We follow this instruction. The main difference is that we allow the text chunks to overlap.

  • Tokenize the whole text (if maximal_text_length=None) or truncate to the size maximal_text_length.

  • Split the tokens into chunks based on the model hyperparameters chunk_size, stride, and minimal_chunk_length.

  • For each chunk add special tokens at the beginning and the end.

  • Add padding tokens to make all tokenized sequences the same length.

  • Stack the tensor chunks into one via torch.stack.

2. Model evaluation

  • The stacked tensor is then fed into the model as a mini-batch.

  • We get N probabilities, one for each text chunk.

  • We obtain the final probability by using the aggregation function on these probabilities (this function is mean or maximum - it depends on the hyperparameter pooling_strategy).

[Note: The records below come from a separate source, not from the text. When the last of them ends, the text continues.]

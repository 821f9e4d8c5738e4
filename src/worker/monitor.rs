use std::time::Duration;

use chrono::{DateTime, Utc};
use serde::Serialize;
use tokio::sync::{mpsc, oneshot};
use tokio::task::{JoinError, JoinHandle};
use tokio::time::Instant;
use tokio_util::sync::CancellationToken;

use crate::membership::{Membership, ProcessId, QueueName};
use crate::scheduler::job::{Job, JobId};
use crate::scheduler::queue::{QueueHandle, QueueMessage};
use crate::worker::heartbeat::HeartbeatTracker;

/// Inbox of a worker monitor
pub enum MonitorMessage {
    Heartbeat,
    /// The worker accepted `job` from `origin`
    Busy { job: Job, origin: QueueHandle },
    /// The worker finished its current job
    Finished { job: Job },
    Status {
        reply: oneshot::Sender<WorkerSnapshot>,
    },
}

/// What a worker is doing right now
#[derive(Debug, Clone, PartialEq, Serialize)]
#[serde(tag = "state", rename_all = "snake_case")]
pub enum WorkerActivity {
    Idle,
    Running {
        job_id: JobId,
        function: String,
        started_at: Option<DateTime<Utc>>,
    },
}

/// Status of one worker as seen by its monitor
#[derive(Debug, Clone, Serialize)]
pub struct WorkerSnapshot {
    pub worker: ProcessId,
    pub monitor: ProcessId,
    pub queue: QueueName,
    pub activity: WorkerActivity,
}

/// How a worker ended
#[derive(Debug, Clone, PartialEq, Eq)]
pub enum WorkerExit {
    /// Stopped on request with no job in progress
    Normal,
    Crashed(String),
}

/// Supervises one worker process.
///
/// The monitor is the only party that knows which job a worker holds and on
/// behalf of which queue owner. When the worker dies it reports the crash to
/// every owner so the job is requeued.
pub struct WorkerMonitor {
    pid: ProcessId,
    worker: ProcessId,
    queue: QueueName,
    membership: Membership,
    inbox: mpsc::Receiver<MonitorMessage>,
    self_tx: mpsc::Sender<MonitorMessage>,
    tracker: HeartbeatTracker,
    check_every: Duration,
    grace: Duration,
    current: Option<(Job, QueueHandle)>,
}

impl WorkerMonitor {
    #[allow(clippy::too_many_arguments)]
    pub(crate) fn new(
        pid: ProcessId,
        worker: ProcessId,
        queue: QueueName,
        membership: Membership,
        inbox: mpsc::Receiver<MonitorMessage>,
        self_tx: mpsc::Sender<MonitorMessage>,
        heartbeat_timeout_ms: u64,
        grace_ms: u64,
    ) -> Self {
        let tracker = HeartbeatTracker::new(heartbeat_timeout_ms);
        let check_every = (tracker.timeout() / 4).max(Duration::from_millis(1));
        Self {
            pid,
            worker,
            queue,
            membership,
            inbox,
            self_tx,
            tracker,
            check_every,
            grace: Duration::from_millis(grace_ms),
            current: None,
        }
    }

    /// Watch `worker_task` until it ends and report how it ended
    pub(crate) async fn run(
        mut self,
        mut worker_task: JoinHandle<()>,
        shutdown: CancellationToken,
    ) -> WorkerExit {
        self.membership
            .join_monitor(&self.queue, self.pid, self.self_tx.clone())
            .await;

        let mut check = tokio::time::interval(self.check_every);
        let mut deadline: Option<Instant> = None;

        let exit = loop {
            tokio::select! {
                joined = &mut worker_task => {
                    break self.worker_ended(joined, &shutdown);
                }
                Some(msg) = self.inbox.recv() => self.handle(msg).await,
                _ = check.tick() => {
                    if !self.tracker.is_alive() {
                        worker_task.abort();
                        break WorkerExit::Crashed(format!(
                            "no heartbeat for {}ms",
                            self.tracker.timeout().as_millis()
                        ));
                    }
                }
                _ = shutdown.cancelled(), if deadline.is_none() => {
                    deadline = Some(Instant::now() + self.grace);
                }
                _ = tokio::time::sleep_until(deadline.unwrap_or_else(Instant::now)), if deadline.is_some() => {
                    tracing::warn!(
                        worker = %self.worker,
                        grace_ms = self.grace.as_millis() as u64,
                        "Worker did not stop within grace period, killing"
                    );
                    worker_task.abort();
                    break WorkerExit::Crashed("shutdown grace period expired".to_string());
                }
            }
        };

        // Outcomes sent right before the worker ended
        while let Ok(msg) = self.inbox.try_recv() {
            self.handle(msg).await;
        }

        let exit = match (exit, &self.current) {
            (WorkerExit::Normal, Some(_)) => WorkerExit::Crashed("stopped during a job".to_string()),
            (exit, _) => exit,
        };
        self.report(&exit).await;
        self.membership.leave_monitor(&self.queue, self.pid).await;
        exit
    }

    fn worker_ended(&self, joined: Result<(), JoinError>, shutdown: &CancellationToken) -> WorkerExit {
        match joined {
            Ok(()) if shutdown.is_cancelled() => WorkerExit::Normal,
            Ok(()) => WorkerExit::Crashed("worker exited unexpectedly".to_string()),
            Err(e) if e.is_cancelled() => WorkerExit::Crashed("killed".to_string()),
            Err(e) => WorkerExit::Crashed(format!("worker panicked: {}", e)),
        }
    }

    async fn handle(&mut self, msg: MonitorMessage) {
        match msg {
            MonitorMessage::Heartbeat => self.tracker.record(),
            MonitorMessage::Busy { job, origin } => {
                self.tracker.record();
                self.current = Some((job, origin));
            }
            MonitorMessage::Finished { job } => {
                self.tracker.record();
                let origin = match self.current.take() {
                    Some((_, origin)) => origin,
                    None => {
                        tracing::warn!(worker = %self.worker, job_id = %job.id, "Outcome for unknown job");
                        return;
                    }
                };
                let finished = QueueMessage::JobFinished {
                    worker: self.worker,
                    job,
                };
                if let Err(e) = origin.send(finished).await {
                    tracing::warn!(worker = %self.worker, owner = %origin.pid, error = %e, "Queue owner gone, outcome dropped");
                }
            }
            MonitorMessage::Status { reply } => {
                let _ = reply.send(self.snapshot());
            }
        }
    }

    fn snapshot(&self) -> WorkerSnapshot {
        let activity = match &self.current {
            Some((job, _)) => WorkerActivity::Running {
                job_id: job.id,
                function: job.task.function.clone(),
                started_at: job.started_at,
            },
            None => WorkerActivity::Idle,
        };
        WorkerSnapshot {
            worker: self.worker,
            monitor: self.pid,
            queue: self.queue.clone(),
            activity,
        }
    }

    async fn report(&self, exit: &WorkerExit) {
        let mut owners: Vec<QueueHandle> = self
            .membership
            .queue_owners(&self.queue)
            .await
            .into_iter()
            .map(|(pid, tx)| QueueHandle::new(pid, tx))
            .collect();
        if let Some((_, origin)) = &self.current {
            if !owners.iter().any(|o| o.pid == origin.pid) {
                owners.push(origin.clone());
            }
        }

        match exit {
            WorkerExit::Normal => {
                tracing::debug!(worker = %self.worker, "Worker stopped");
                for owner in owners {
                    let _ = owner.send(QueueMessage::WorkerLeft { worker: self.worker }).await;
                }
            }
            WorkerExit::Crashed(reason) => {
                let job_id = self.current.as_ref().map(|(job, _)| job.id);
                tracing::error!(worker = %self.worker, job_id = ?job_id, reason = %reason, "Worker crashed");
                for owner in owners {
                    let crashed = QueueMessage::WorkerCrashed {
                        worker: self.worker,
                        job_id,
                        reason: reason.clone(),
                    };
                    let _ = owner.send(crashed).await;
                }
            }
        }
    }
}

#[cfg(test)]
mod tests {
    use super::*;
    use crate::scheduler::job::Task;

    fn monitor(membership: &Membership, timeout_ms: u64) -> (WorkerMonitor, mpsc::Sender<MonitorMessage>) {
        let (tx, rx) = mpsc::channel(16);
        let monitor = WorkerMonitor::new(
            ProcessId::spawn(1),
            ProcessId::spawn(1),
            QueueName::local("q"),
            membership.clone(),
            rx,
            tx.clone(),
            timeout_ms,
            50,
        );
        (monitor, tx)
    }

    #[tokio::test]
    async fn normal_stop_is_reported_as_left() {
        let membership = Membership::standalone(1);
        let (owner_tx, mut owner_rx) = mpsc::channel(16);
        let owner = ProcessId::spawn(1);
        membership.join_queue(&QueueName::local("q"), owner, owner_tx).await;

        let (monitor, _tx) = monitor(&membership, 1_000);
        let shutdown = CancellationToken::new();
        shutdown.cancel();
        let worker_task = tokio::spawn(async {});

        assert_eq!(monitor.run(worker_task, shutdown).await, WorkerExit::Normal);
        assert!(matches!(owner_rx.recv().await, Some(QueueMessage::WorkerLeft { .. })));
    }

    #[tokio::test]
    async fn panic_is_reported_as_crash_with_job() {
        let membership = Membership::standalone(1);
        let (owner_tx, mut owner_rx) = mpsc::channel(16);
        let owner = ProcessId::spawn(1);
        membership.join_queue(&QueueName::local("q"), owner, owner_tx.clone()).await;

        let (monitor, tx) = monitor(&membership, 1_000);
        let job = Job::new(Task::new("noop", vec![]), QueueName::local("q"));
        let job_id = job.id;
        tx.send(MonitorMessage::Busy {
            job,
            origin: QueueHandle::new(owner, owner_tx),
        })
        .await
        .unwrap();

        let worker_task = tokio::spawn(async {
            tokio::time::sleep(Duration::from_millis(20)).await;
            panic!("boom");
        });

        let exit = monitor.run(worker_task, CancellationToken::new()).await;
        assert!(matches!(exit, WorkerExit::Crashed(_)));
        match owner_rx.recv().await {
            Some(QueueMessage::WorkerCrashed { job_id: reported, .. }) => assert_eq!(reported, Some(job_id)),
            _ => panic!("expected crash report"),
        }
    }

    #[tokio::test]
    async fn silent_worker_is_killed() {
        let membership = Membership::standalone(1);
        let (monitor, _tx) = monitor(&membership, 40);
        let worker_task = tokio::spawn(std::future::pending::<()>());

        let exit = monitor.run(worker_task, CancellationToken::new()).await;
        assert!(matches!(exit, WorkerExit::Crashed(reason) if reason.contains("heartbeat")));
    }
}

3. Fine-tuning the classifier

  • During training, we do the same steps as above. The crucial part is that all the operations of the type cat/stack/split/mean/max must be done on tensors with the attached gradient. That is, we use built-in torch tensor transformations. Any intermediate conversions to lists or arrays are not allowed. Otherwise, the crucial backpropagation command loss.backward() won’t work. More precisely, we override the standard torch training loop in the method _evaluate_single_batch in the bert_with_pooling.py.

  • Because the number of chunks for the given input text is variable, texts after tokenization are tensors with variable length. The default torch class Dataloader cannot allow this (because it automatically wants to stack the tensors). That is why we create custom dataloaders with overwritten method collate_fn - more details can be found here.

Remarks

  • Because we fed all the text chunks as a mini-batch, the procedure may use a lot of GPU memory to fit all the gradients during fine-tuning even with batch_size=1. In this case, we recommend setting the parameter maximal_text_length to truncate longer texts. Naturally, this is the trade-off between the context we want the model to look at and the available resources. Setting maximal_text_length=510 is equivalent to using the standard BERT model with truncation.